O mundo está a perder o tino. E o tininho – juízo, siso ou prudência, se preferirem – faz muita falta.
Esta semana Portugal, campeão europeu em título, venceu o Luxemburgo e conquistou o direito a disputar a fase final do Europeu 2020, onde lutará pelo troféu conquistado em 2016 pelo pé do inesquecível Éderzito.
O jogo propriamente dito teve pouco que se lhe diga.
Ganhámos. (ponto)
Devíamos ter jogado muito melhor! (ponto de exclamação)
Vamos ver como corre daqui para a frente? (ponto de interrogação)
Mas esta qualificação veio reforçar o entusiasmo que o novo modelo organizativo daquela competição já me provocara.
Com base numa proposta de Michel Platini, o próximo europeu de futebol terá 12 cidades anfitriãs (depois da exclusão de Bruxelas por atrasos nas obras do estádio) – Amesterdão, Baku, Bilbau, Bucareste, Budapeste, Copenhaga, Dublin, Glasgow, Londres, Munique, Roma e São Petersburgo -, de outros tantos países, circunstância que o actual presidente da UEFA, o esloveno Aleksander Čeferin, reforçara quando afirmou “o enorme prazer de poder ver o futebol agir como uma ponte entre nações e aproximar a competição dos adeptos “. E até a escolha da mascote Skillzy, uma personagem inspirada na cultura ‘freestyle’ do futebol, parecia querer devolver ao desporto-rei uma aura de liberdade que tem escasseado.
Acreditei na importância daqueles simbolismos e, por conta daquela sua “ideia doida”, até perdoei uns tantos pecadilhos ao ‘Le Roi’ francês (dos inconvenientes comentários sobre Ronaldo até às suspeitas de corrupção relacionadas com a organização do Campeonato do Mundo de 2022 no Qatar).
Já todos sabem que gosto de futebol e poucos desconhecerão esta minha cisma com os benefícios da partilha, e, por isso, ninguém estranhará o entusiasmo que acabo de vos descrever e que saiu bastante reforçado da vitória portuguesa do passado domingo.

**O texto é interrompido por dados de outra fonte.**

//! Snapshot-and-clone of a volume.
//!
//! Clone bricks share the thin pools of their parent's bricks, so they take
//! no device space. Their paths are only known once the host reports the
//! clone; until then they carry the parent's path and must never be used to
//! address the host.

use super::common::{
    BrickTarget, ReclaimMap, action_ids, destroy_bricks, destroy_volume, ensure_unowned,
    load_entry, release_bricks, remove_volume,
};
use super::{CleanableOperation, OpFuture, Operation, OperationContext, OperationError};
use crate::db::DbError;
use crate::entities::{BrickEntry, ClusterEntry, DeviceEntry, NodeEntry, VolumeEntry};
use crate::executor::{
    BrickRequest, CloneRequest, Executor, ExecutorError, VolumeModify, VolumeReport,
};
use crate::health::{cluster_hosts, run_on_host};
use crate::pending::{ChangeType, PendingOperationEntry};

/// What exec and clean need from the ledger: parent, clone and clone bricks.
struct CloneRecord {
    parent: VolumeEntry,
    clone: VolumeEntry,
    bricks: Vec<BrickEntry>,
    hosts: Vec<String>,
}

/// Clones a volume through a gluster snapshot.
#[derive(Debug)]
pub struct VolumeCloneOperation {
    ctx: OperationContext,
    op: PendingOperationEntry,
    parent_id: String,
    clone_name: String,
    clone_id: Option<String>,
    paths: Vec<String>,
}

impl VolumeCloneOperation {
    /// Prepares a clone of `parent_id` named `clone_name`; an empty name is
    /// generated from the clone's id.
    #[must_use]
    pub fn new(ctx: OperationContext, parent_id: impl Into<String>, clone_name: impl Into<String>) -> Self {
        Self {
            ctx,
            op: PendingOperationEntry::new(),
            parent_id: parent_id.into(),
            clone_name: clone_name.into(),
            clone_id: None,
            paths: Vec::new(),
        }
    }

    pub(super) fn from_entry(ctx: OperationContext, op: PendingOperationEntry, parent_id: String) -> Self {
        let clone_id = op
            .first_action(ChangeType::AddVolumeClone)
            .map(|action| action.id.clone());
        Self {
            ctx,
            op,
            parent_id,
            clone_name: String::new(),
            clone_id,
            paths: Vec::new(),
        }
    }

    /// Id of the clone volume, once built.
    #[must_use]
    pub fn clone_id(&self) -> Option<&str> {
        self.clone_id.as_deref()
    }

    fn recorded(&self) -> Result<Option<CloneRecord>, DbError> {
        let Some(op) = load_entry(&self.ctx, &self.op.id)? else {
            return Ok(None);
        };
        let (Some(parent_id), Some(clone_id)) = (
            op.first_action(ChangeType::CloneVolume).map(|a| a.id.clone()),
            op.first_action(ChangeType::AddVolumeClone).map(|a| a.id.clone()),
        ) else {
            return Ok(None);
        };
        let brick_ids = action_ids(&op, ChangeType::AddBrick);
        self.ctx.db.view(|tx| {
            let Some(clone) = tx.try_load::<VolumeEntry>(&clone_id)? else {
                return Ok(None);
            };
            let parent = tx.load::<VolumeEntry>(&parent_id)?;
            let mut bricks = Vec::with_capacity(brick_ids.len());
            for id in &brick_ids {
                if let Some(brick) = tx.try_load::<BrickEntry>(id)? {
                    bricks.push(brick);
                }
            }
            let hosts = cluster_hosts(tx, &parent.info.cluster_id, self.ctx.health.as_ref())?;
            Ok(Some(CloneRecord {
                parent,
                clone,
                bricks,
                hosts,
            }))
        })
    }

    async fn clone_remote(&self, executor: &dyn Executor) -> Result<Vec<String>, OperationError> {
        let Some(record) = self.recorded()? else {
            return Err(OperationError::Inconsistent {
                message: format!("pending operation {} has no clone recorded", self.op.id),
            });
        };
        let request = CloneRequest {
            volume: record.parent.info.name.clone(),
            clone: record.clone.info.name.clone(),
        };
        let request_ref = &request;
        let cloned = run_on_host(&record.hosts, |host| {
            Box::pin(async move { executor.volume_clone(&host, request_ref).await })
        })
        .await;
        let name = record.clone.info.name.as_str();
        let report = match cloned {
            Ok(report) => report,
            Err(ExecutorError::AlreadyExists { .. }) => {
                tracing::debug!(volume = %name, "clone already exists, reading its bricks");
                run_on_host(&record.hosts, |host| {
                    Box::pin(async move { executor.volume_info(&host, name).await })
                })
                .await?
            }
            Err(err) => return Err(err.into()),
        };
        let paths = clone_paths(&report, record.bricks.len())?;
        let start = VolumeModify::Start;
        let start_ref = &start;
        run_on_host(&record.hosts, |host| {
            Box::pin(async move { executor.volume_modify(&host, name, start_ref).await })
        })
        .await?;
        Ok(paths)
    }

    async fn teardown(&self, executor: &dyn Executor) -> Result<(), OperationError> {
        let Some(record) = self.recorded()? else {
            return Ok(());
        };
        let name = record.clone.info.name.as_str();
        let report = run_on_host(&record.hosts, |host| {
            Box::pin(async move { executor.volume_info(&host, name).await })
        })
        .await;
        let reported = match report {
            Ok(found) => found,
            Err(err) if err.is_not_found() => {
                tracing::debug!(volume = %name, "clone never created");
                return Ok(());
            }
            Err(err) => return Err(err.into()),
        };
        let paths = clone_paths(&reported, record.bricks.len())?;
        destroy_volume(executor, &record.hosts, name).await?;
        let targets = self.ctx.db.view(|tx| {
            let mut targets = Vec::with_capacity(record.bricks.len());
            for (brick, path) in record.bricks.iter().zip(paths) {
                let device = tx.load::<DeviceEntry>(&brick.device_id)?;
                let node = tx.load::<NodeEntry>(&brick.node_id)?;
                let mut request = BrickRequest::new(brick, &device);
                request.path = path;
                targets.push(BrickTarget {
                    manage_host: node.manage_hostname,
                    storage_host: node.storage_hostname,
                    request,
                });
            }
            Ok::<_, DbError>(targets)
        })?;
        destroy_bricks(executor, &targets).await?;
        Ok(())
    }
}

/// Brick paths of a reported clone, checked against the recorded count.
fn clone_paths(report: &VolumeReport, expected: usize) -> Result<Vec<String>, OperationError> {
    if report.bricks.len() != expected {
        return Err(OperationError::Inconsistent {
            message: format!(
                "clone {} reported {} bricks, {} recorded",
                report.name,
                report.bricks.len(),
                expected
            ),
        });
    }
    Ok(report.bricks.iter().map(|brick| brick.path.clone()).collect())
}

impl Operation for VolumeCloneOperation {
    fn label(&self) -> &'static str {
        "clone volume"
    }

    fn id(&self) -> &str {
        &self.op.id
    }

    fn context(&self) -> &OperationContext {
        &self.ctx
    }

    fn build(&mut self) -> Result<(), OperationError> {
        let mut op = PendingOperationEntry::with_id(self.op.id.clone());
        let parent_id = &self.parent_id;
        let clone_name = &self.clone_name;
        let clone_id = self.ctx.db.update(|tx| {
            let mut parent = tx.load::<VolumeEntry>(parent_id)?;
            ensure_unowned(&parent)?;
            if parent.info.block {
                return Err(OperationError::CloneBlockVolume {
                    volume: parent.info.id.clone(),
                });
            }
            let mut clone = VolumeEntry::new(clone_name, parent.info.size, parent.info.durability);
            if tx
                .load_all::<VolumeEntry>()?
                .iter()
                .any(|existing| existing.info.name == clone.info.name)
            {
                return Err(OperationError::NameTaken {
                    name: clone.info.name.clone(),
                });
            }
            clone.info.cluster_id.clone_from(&parent.info.cluster_id);
            clone.info.snapshot = parent.info.snapshot;
            clone.info.gluster_options.clone_from(&parent.info.gluster_options);
            op.record_clone_volume(&mut parent)?;
            op.record_add_volume_clone(&mut clone)?;
            for parent_brick_id in &parent.bricks {
                let parent_brick = tx.load::<BrickEntry>(parent_brick_id)?;
                let mut brick = BrickEntry::clone_of(&parent_brick, &clone.info.id);
                let mut device = tx.load::<DeviceEntry>(&brick.device_id)?;
                device.brick_add(&brick.id);
                op.record_add_brick(&mut brick)?;
                clone.brick_add(&brick.id);
                tx.save(&device)?;
                tx.save(&brick)?;
            }
            let mut cluster = tx.load::<ClusterEntry>(&clone.info.cluster_id)?;
            cluster.volume_add(&clone.info.id);
            tx.save(&cluster)?;
            tx.save(&parent)?;
            tx.save(&clone)?;
            op.save(tx)?;
            Ok::<_, OperationError>(clone.info.id.clone())
        })?;
        self.op = op;
        self.clone_id = Some(clone_id);
        self.paths.clear();
        Ok(())
    }

    fn exec<'a>(&'a mut self, executor: &'a dyn Executor) -> OpFuture<'a> {
        Box::pin(async move {
            self.paths = self.clone_remote(executor).await?;
            Ok(())
        })
    }

    fn finalize(&mut self) -> Result<(), OperationError> {
        let op_id = self.op.id.clone();
        let paths = &self.paths;
        self.ctx.db.update(|tx| {
            let Some(mut op) = tx.try_load::<PendingOperationEntry>(&op_id)? else {
                return Ok(());
            };
            let bricks = action_ids(&op, ChangeType::AddBrick);
            for (id, path) in bricks.iter().zip(paths) {
                let mut brick = tx.load::<BrickEntry>(id)?;
                brick.path.clone_from(path);
                op.finalize(&mut brick);
                tx.save(&brick)?;
            }
            for action in &op.actions {
                if matches!(action.change, ChangeType::CloneVolume | ChangeType::AddVolumeClone)
                    && let Some(mut vol) = tx.try_load::<VolumeEntry>(&action.id)?
                {
                    op.finalize(&mut vol);
                    tx.save(&vol)?;
                }
            }
            op.delete(tx)?;
            Ok::<_, OperationError>(())
        })?;
        tracing::info!(op_id = %op_id, parent = %self.parent_id, clone = ?self.clone_id, "volume cloned");
        Ok(())
    }

    fn rollback<'a>(&'a mut self, executor: &'a dyn Executor) -> OpFuture<'a> {
        Box::pin(async move {
            self.clean(executor).await?;
            self.clean_done()
        })
    }

    fn as_cleanable(&mut self) -> Option<&mut dyn CleanableOperation> {
        Some(self)
    }
}

impl CleanableOperation for VolumeCloneOperation {
    fn clean<'a>(&'a mut self, executor: &'a dyn Executor) -> OpFuture<'a> {
        Box::pin(self.teardown(executor))
    }

    fn clean_done(&mut self) -> Result<(), OperationError> {
        let op_id = self.op.id.clone();
        self.ctx.db.update(|tx| {
            let Some(mut op) = tx.try_load::<PendingOperationEntry>(&op_id)? else {
                return Ok(());
            };
            let untouched = ReclaimMap::new();
            release_bricks(tx, op.ids_for(ChangeType::AddBrick), &untouched)?;
            for clone_id in action_ids(&op, ChangeType::AddVolumeClone) {
                remove_volume(tx, &clone_id, &untouched)?;
            }
            for parent_id in op.ids_for(ChangeType::CloneVolume) {
                if let Some(mut parent) = tx.try_load::<VolumeEntry>(parent_id)? {
                    op.finalize(&mut parent);
                    tx.save(&parent)?;
                }
            }
            op.delete(tx)?;
            Ok::<_, OperationError>(())
        })?;
        self.paths.clear();
        tracing::debug!(op_id = %op_id, "volume clone cleaned up");
        Ok(())
    }
}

Devo ainda dizer que nem o estado deplorável do relvado luxemburguês foi capaz de diminuir aquele estado de graça que o mundo do futebol então gozava em mim. Até pelo contrário, ter sabido que a má condição da relva se devia à livre utilização que os comuns cidadãos podem fazer daquele equipamento, fez aumentar uma esperança na humanidade que em mim já conhecera melhores dias.
O que me fez temer pela sanidade mental deste mundo foi o conhecimento do castigo aplicado a Bernardo Silva pela Federação Inglesa e o silêncio de quem tem responsabilidades nesta área.
(Não sei por que artes mágicas tinham-me escapado todas as parangonas noticiosas sobre o assunto até que num comentário sobre o jogo alguém se lhes referiu…)
E aí, de repente e à bruta, foram-se a minha benevolência e simpatia com o reino da bola.
O mundo perdeu o tino e, como se sabe, não há nada que mais falta lhe faça.
E, por isso, hoje, aqui, quero afirmar de forma inequívoca – o equivalente escrito do famoso ‘alto e bom som’ – que jamais me vergarei à tirania do politicamente correcto. Pelo contrário, insistirei na galhofa, com mais ou menos piada, tanto me faz, com maior ou menor sentido de oportunidade.
E digo mais: achei um piadão à comparação do pequeno Benjamin Mendy, careca e sorridente, com o boneco do pacote de Conguitos.
Do Bernardo e do Mendy, sabe-se que são grandes amigos e que passam a vida a gozar um com o outro.
Sabe-se também que nenhum dos dois se sentiu ofendido.
E deviam bastar estas certezas.
É preciso resistir às queixas de virgens ofendidas por ultrajes e agravos que lhes não pertencem.
Hoje, por cá, vai a enterrar José Mário Branco, o homem que escreveu ‘Resistir É Vencer’.
‘FMI’, porventura a mais célebre e com certeza a mais longa das suas canções (são quase 3000 palavras cantadas em mais de 25 minutos, na versão integral) reza assim: “Sou o Zé Mário Branco, 37 anos, do Porto, muito mais vivo que morto, contai com isto de mim para cantar e para o resto.”
Está nas nossas mãos continuar a contar com o Zé Mário e com a sua eterna inquietação…
Para isso, é preciso resistir a esta cambada de puritanos queixosos.